Description
These Shrimp Scampi Meatballs combine tender, finely chopped shrimp and vibrant vegetables, seasoned with lemon zest, Tuscan herbs, and fresh chives. Pan-seared until perfectly golden, they’re finished with a luscious garlic butter and white wine sauce infused with the juice from the sautéed veggies. Ideal for serving over pasta, rice, or roasted vegetables, this dish offers a sophisticated seafood twist on classic meatballs.
Ingredients
Shrimp Meatballs
- 1 lb peeled and deveined raw shrimp
- 4.5 oz yellow bell pepper (1 medium pepper)
- 1 small yellow onion
- 2 garlic cloves
- 1 lemon zest
- 2 Tbsp minced chives
- 1/2 Tbsp Tuscan herb seasoning (see notes)
- 1 large egg
- 1/2 cup bread crumbs (can use gluten free)
- 3 Tbsp mayonnaise
- Salt to taste
Sauce
- Saved juice from straining veggie mixture
- 3 garlic cloves pressed
- 1/4 cup dry white wine
- 4 Tbsp unsalted butter
- 1 Tbsp minced chives
- 2 tsp Tuscan seasoning
Instructions
- Prepare Vegetables: Seed and chop the yellow bell pepper, peel and chop the onion, and add these along with the garlic cloves to a food processor. Pulse until finely minced but not blended.
- Extract Veggie Juice: Transfer the minced vegetable mixture into a fine mesh strainer over a small bowl. Press several times to extract most of the juice. Reserve the juice for the sauce and transfer the minced veggies into a mixing bowl.
- Chop Shrimp: Add peeled and deveined shrimp to the food processor and pulse until very finely chopped. Transfer the chopped shrimp into the bowl with the minced vegetables.
- Mix Meatball Ingredients: Add the egg, Tuscan herb seasoning, bread crumbs, salt, mayonnaise, minced chives, and lemon zest to the shrimp-vegetable mixture. Mix thoroughly until evenly combined.
- Form Meatballs: Preheat a large pan over medium heat and add 2 tablespoons of canola oil. Lightly oil your hands and roll the mixture into meatballs about 1 to 1.5 inches in diameter using a #40 cookie scoop (1.5-2 Tbsp) for even size. Roll all meatballs before cooking.
- Cook Meatballs: Place the meatballs into the heated pan and cook for approximately 7 minutes on each side. Cover the pan with a lid after flipping to ensure even cooking. Meatballs should be firm and fully cooked inside; test by breaking the largest meatball to confirm.
- Make Sauce: Once meatballs are cooked, add pressed garlic to the pan and sear for a few seconds. Pour in the white wine and let it simmer for about one minute.
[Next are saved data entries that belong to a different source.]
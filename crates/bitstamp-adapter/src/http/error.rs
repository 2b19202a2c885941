/*
[INPUT]:  Error sources (validation, credentials, HTTP transport, API payloads, WebSocket)
[OUTPUT]: Structured error types carrying method/endpoint context
[POS]:    Error handling layer - unified error types for entire crate
[UPDATE]: When adding new error sources or improving error messages
*/

use reqwest::StatusCode;
use thiserror::Error;

use super::client::HttpVerb;

/// Main error type for the Bitstamp adapter
#[derive(Error, Debug)]
pub enum BitstampError {
    /// Client is missing credentials or was configured incorrectly
    #[error("Configuration error: {0}")]
    Config(String),

    /// Caller-supplied parameter is outside its documented domain
    #[error("Validation error: {0}")]
    Validation(String),

    /// Exchange answered 404 for the requested resource
    #[error("Resource not found: {endpoint}")]
    NotFound { endpoint: String },

    /// Connection, timeout or DNS failure while talking to the exchange
    #[error("Transport error on {method} {endpoint}: {source}")]
    Transport {
        method: HttpVerb,
        endpoint: String,
        #[source]
        source: reqwest::Error,
    },

    /// Internal request construction asked for something unsupported
    #[error("Protocol error: {0}")]
    Protocol(String),

    /// API returned an error response
    #[error("API error (code {code}): {message}")]
    Api { code: u16, message: String },

    /// Serialization/deserialization failed
    #[error("Serialization error: {0}")]
    Serialization(#[from] serde_json::Error),

    /// URL parsing failed
    #[error("Invalid URL: {0}")]
    UrlParse(#[from] url::ParseError),

    /// WebSocket error
    #[error("WebSocket error: {0}")]
    WebSocket(String),
}

impl BitstampError {
    /// Check if the error is worth retrying as-is
    pub fn is_retryable(&self) -> bool {
        matches!(
            self,
            BitstampError::Transport { .. } | BitstampError::WebSocket(_)
        )
    }

    /// Check if the error was raised before any network I/O
    pub fn is_client_error(&self) -> bool {
        matches!(
            self,
            BitstampError::Config(_) | BitstampError::Validation(_) | BitstampError::Protocol(_)
        )
    }

    /// Create an API error from status code and message
    pub fn api_error(status: StatusCode, message: impl Into<String>) -> Self {
        BitstampError::Api {
            code: status.as_u16(),
            message: message.into(),
        }
    }

    pub(crate) fn validation(message: impl Into<String>) -> Self {
        BitstampError::Validation(message.into())
    }
}

/// Result type alias for Bitstamp operations
pub type Result<T> = std::result::Result<T, BitstampError>;
/*
[INPUT]:  WebSocket configuration, subscription channels and a message handler
[OUTPUT]: Raw live-feed frames and connection lifecycle state
[POS]:    WebSocket layer - real-time data streams
[UPDATE]: When adding new control events or changing connection logic
*/

pub mod client;
pub mod message;
pub mod reconnect;

pub use client::{
    BitstampWebSocket, CloseInfo, ConnectionState, DEFAULT_WS_URL, MessageHandler, WsConfig,
    WsHandle, subscription_frames,
};
pub use message::{ChannelData, ControlMessage, InboundMessage};
pub use reconnect::ReconnectPolicy;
Add butter, reserved vegetable juice, Tuscan seasoning, and salt if needed. After the butter melts, gently shake the pan to blend the sauce well. Cover and cook for an additional few minutes.
- Serve: Sprinkle minced chives over the meatballs when serving. These shrimp scampi meatballs pair wonderfully with pasta, rice, or roasted vegetables.
Notes
- Tuscan herb seasoning typically includes a mix of dried rosemary, thyme, oregano, basil, and marjoram.
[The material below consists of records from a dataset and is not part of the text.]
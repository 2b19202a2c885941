/*
[INPUT]:  Currency pair identifiers (e.g., "btcusd")
[OUTPUT]: Market data (order book, ticker, conversion rate)
[POS]:    Examples - public market data queries
[UPDATE]: When adding new market data endpoints
*/

use bitstamp_adapter::*;

/// Example: Query market data (no authentication required)
#[tokio::main]
async fn main() {
    println!("=== Bitstamp Market Data Example ===\n");

    let client = match BitstampClient::new() {
        Ok(c) => c,
        Err(e) => {
            eprintln!("Failed to create client: {}", e);
            return;
        }
    };
    println!("✓ HTTP client created (no auth required for public endpoints)\n");

    println!("Querying ungrouped order book for daiusd...");
    match client.order_book("daiusd", 0).await {
        Ok(book) => println!(
            "✓ Order book: {} bids, {} asks, best bid {:?}, best ask {:?}",
            book.bids.len(),
            book.asks.len(),
            book.best_bid().map(|level| level.price),
            book.best_ask().map(|level| level.price),
        ),
        Err(e) => println!("✗ Error: {}", e),
    }

    println!("\nQuerying ticker for btcusd...");
    match client.ticker("btcusd").await {
        Ok(ticker) => println!("✓ Ticker: {:?}", ticker),
        Err(e) => println!("✗ Error: {}", e),
    }

    println!("\nQuerying hourly ticker for btcusd...");
    match client.hourly_ticker("btcusd").await {
        Ok(ticker) => println!("✓ Hourly ticker: {:?}", ticker),
        Err(e) => println!("✗ Error: {}", e),
    }

    println!("\nQuerying EUR/USD conversion rate...");
    match client.conversion_rate().await {
        Ok(rate) => println!("✓ Conversion rate: {:?}", rate),
        Err(e) => println!("✗ Error: {}", e),
    }

    println!("\n✓ Market data example complete");
}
- For a gluten-free version, use gluten-free bread crumbs.
- Use fresh lemon zest for the best vibrant flavor.
- When forming meatballs, using a cookie scoop ensures consistent sizing for even cooking.
- Covering the pan while cooking helps retain moisture and cooks meatballs through.
- If white wine is unavailable, dry vermouth or chicken broth can be substituted.